Liam Kennedy, Contributing Writer

The collaboration of a live band, several puppeteers, and actors in No Blue Memories: the Life of Gwendolyn Brooks, was shown for Clark last Thursday evening. No Blue Memories shows the impact of Gwendolyn Brooks as writing for her community – “a nation on no map.” The Higgins School of Humanities sponsored the showing and the theatrical performance was commissioned by the Poetry Foundation.

The show opens with Gwendolyn Brooks beginning to write as a child and shows her growing up and becoming a fully realized poet and writer. While focusing on Brooks, the production supplies a plentiful setting. The city of Chicago is almost another character as the city visibly changes as the story progresses. The show explores both what Brooks did, and what happened to her; covering events like getting married, winning the Pulitzer Prize for poetry, being the first Black woman to do so, and the assassination of Martin Luther King Jr..

Produced by Manual Cinema, the theatrical performance included live music, puppeteering, light projections, and acting. The music was composed by sisters Jamila and Ayanna Woods, and performed by them both in addition to other musicians.

There are many readings of poetry and writing that Gwendolyn Brooks reads aloud. Many of these writings came from the Brooks archives. However, a producer of the show and two of Brooks’ protégées wrote some of what Brooks said and wrote on stage. The show was not made for children but it is accessible to children, the director Sarah Forance said. The show has been performed at many schools and colleges.
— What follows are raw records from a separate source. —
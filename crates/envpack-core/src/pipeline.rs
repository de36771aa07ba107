//! The packing pipeline: one driver, N workers, one sink writer.
//!
//! The driver feeds classified records into a bounded queue; workers open
//! files, apply the text rewrite, and hand back payloads; the driver drains
//! payloads *in submission order* through a reorder buffer and writes them
//! to the sink. Workers never touch the sink and never coordinate with
//! each other, so archive layout is deterministic regardless of completion
//! order, and memory stays bounded by the queue depth.

use std::collections::BTreeMap;
use std::fs::File;
use std::io::{self, Cursor, Read, Seek, SeekFrom};
use std::path::{Path, PathBuf};
use std::sync::atomic::{AtomicBool, Ordering};
use std::sync::mpsc;
use std::sync::Mutex;

use sha2::{Digest, Sha256};

use crate::error::{PackError, Result};
use crate::reporter::Reporter;
use crate::rewrite::rewrite_text;
use crate::sink::Sink;
use crate::walker::{FileKind, FileRecord, PrefixAction};

/// Files larger than this are spooled or streamed instead of buffered.
const SPOOL_THRESHOLD: u64 = 8 * 1024 * 1024;

/// Shared context for one streaming run.
pub struct StreamContext<'a> {
    /// Effective destination prefix written into text rewrites.
    pub dest_prefix: String,
    /// Rewrite-from-manifest-placeholder override is active.
    pub force_cross_prefix: bool,
    /// Zero mtimes before they reach the sink.
    pub reproducible: bool,
    /// Directory prepended to every member path.
    pub arcroot: Option<PathBuf>,
    /// Worker count; 1 runs everything on the driver thread.
    pub workers: usize,
    /// Cooperative cancel flag, polled between items.
    pub cancel: &'a AtomicBool,
    /// Progress sink, written only by the driver.
    pub reporter: &'a dyn Reporter,
}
There are many ways to observe the show. You can watch the band play and sing throughout the show, taking cues from the puppeteers. You could focus on the projector operators, changing scenes, acting through puppets, and cueing the band. You may also follow N. LaQuis Harkins as Gwendolyn Brooks, acting in front of the screen that the puppets are projected on to. These visuals were projected over the three stations to create the final product. 
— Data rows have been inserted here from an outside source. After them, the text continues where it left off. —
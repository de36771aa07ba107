//! Domain-specific errors for packing operations

use std::path::PathBuf;

use thiserror::Error;

/// Result alias used throughout the core.
pub type Result<T> = std::result::Result<T, PackError>;

/// Everything that can go fatally wrong while analyzing or packing an
/// environment.
///
/// Several kinds are downgradable to warnings through [`crate::PackConfig`]
/// flags (`ignore_missing_files`, `ignore_long_paths`, `force_cross_prefix`);
/// the call sites that honor those flags route the demoted error through the
/// reporter instead of returning it.
#[derive(Error, Debug)]
pub enum PackError {
    /// The package manager listed a package whose manifest is not present in
    /// the package cache, so file ownership cannot be established.
    #[error(
        "package '{package}' has no manifest in the package cache; \
         re-install it or pass --ignore-missing-files to pack its files as unmanaged"
    )]
    MissingPackageCache {
        /// `name-version-build` of the affected package.
        package: String,
    },

    /// Two package manifests claim the same file.
    #[error("'{}' is claimed by both '{first}' and '{second}'", path.display())]
    ConflictingOwnership {
        /// Path relative to the prefix.
        path: PathBuf,
        /// First claiming package.
        first: String,
        /// Second claiming package.
        second: String,
    },

    /// A manifest lists a file that does not exist on disk.
    #[error(
        "'{}' is owned by '{package}' but missing from the environment \
         (pass --ignore-missing-files to continue)",
        path.display()
    )]
    MissingManagedFile {
        /// Path relative to the prefix.
        path: PathBuf,
        /// Owning package.
        package: String,
    },

    /// The requested destination prefix does not fit inside a binary
    /// placeholder, so a length-preserving rewrite is impossible.
    #[error(
        "destination prefix is {dest_len} bytes but '{}' embeds a \
         {placeholder_len}-byte placeholder; choose a shorter destination",
        path.display()
    )]
    DestinationPrefixTooLong {
        /// Byte length of the destination prefix.
        dest_len: usize,
        /// Byte length of the placeholder in the offending file.
        placeholder_len: usize,
        /// The binary file with the shortest placeholder.
        path: PathBuf,
    },

    /// A manifest records an install prefix different from the environment
    /// prefix being packed.
    #[error(
        "'{}' was installed under '{recorded}' but the environment lives at \
         '{expected}' (pass --force-cross-prefix to pack anyway)",
        path.display()
    )]
    CrossPrefixInstall {
        /// Path relative to the prefix.
        path: PathBuf,
        /// Prefix recorded in the manifest.
        recorded: String,
        /// Prefix of the environment being packed.
        expected: String,
    },

    /// Packages installed in editable mode reference source trees outside
    /// the prefix and cannot be relocated.
    #[error(
        "editable packages cannot be packed: {} (pass --ignore-editable-packages to drop them)",
        names.join(", ")
    )]
    EditablePackages {
        /// Names of the editable packages found.
        names: Vec<String>,
    },

    /// The output path already exists and `force` was not set.
    #[error("output '{}' already exists (pass --force to overwrite)", path.display())]
    OutputExists {
        /// The requested output path.
        path: PathBuf,
    },

    /// The requested archive format needs an external tool that is absent.
    #[error("format '{format}' is unavailable: {reason}")]
    FormatUnavailable {
        /// Human name of the format.
        format: String,
        /// Why it cannot be produced on this host.
        reason: String,
    },

    /// An archive member path exceeds what the chosen container can store.
    #[error(
        "'{}' is {len} bytes, beyond the {limit}-byte limit of {format} \
         (pass --ignore-long-paths to drop such files)",
        path.display()
    )]
    PathTooLongForFormat {
        /// The offending member path.
        path: PathBuf,
        /// Its byte length.
        len: usize,
        /// The container's limit.
        limit: usize,
        /// Human name of the format.
        format: String,
    },

    /// A worker thread hit an unexpected I/O or compressor error.
    #[error("while packing '{}': {source}", path.display())]
    WorkerFailure {
        /// The file being processed when the failure occurred.
        path: PathBuf,
        /// The underlying error.
        #[source]
        source: std::io::Error,
    },

    /// Cooperative cancellation was requested.
    #[error("packing was cancelled")]
    Cancelled,

    /// Configuration rejected before any work started.
    #[error("invalid configuration: {0}")]
    Config(String),

    /// An I/O error outside the worker pool.
    #[error("IO error: {0}")]
    Io(#[from] std::io::Error),

    /// A manifest or metadata document could not be parsed.
    #[error("parse error: {0}")]
    Json(#[from] serde_json::Error),
}

impl PackError {
    /// Shorthand for [`PackError::Config`].
    pub fn config(msg: impl std::fmt::Display) -> Self {
        Self::Config(msg.to_string())
    }
}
Ayanna Woods said that what was screened was one of the first performances and that now the performance runs much smoother. To the layman, however, you could not tell that there were still kinks to be worked out. In composing the music for the show, Ayanna and Jamilla Woods both wrote music for parts of the show and wrote music that the show was then shaped around. Music was used to connect certain parts of the story together as well as to give recurring themes or characters their own sound.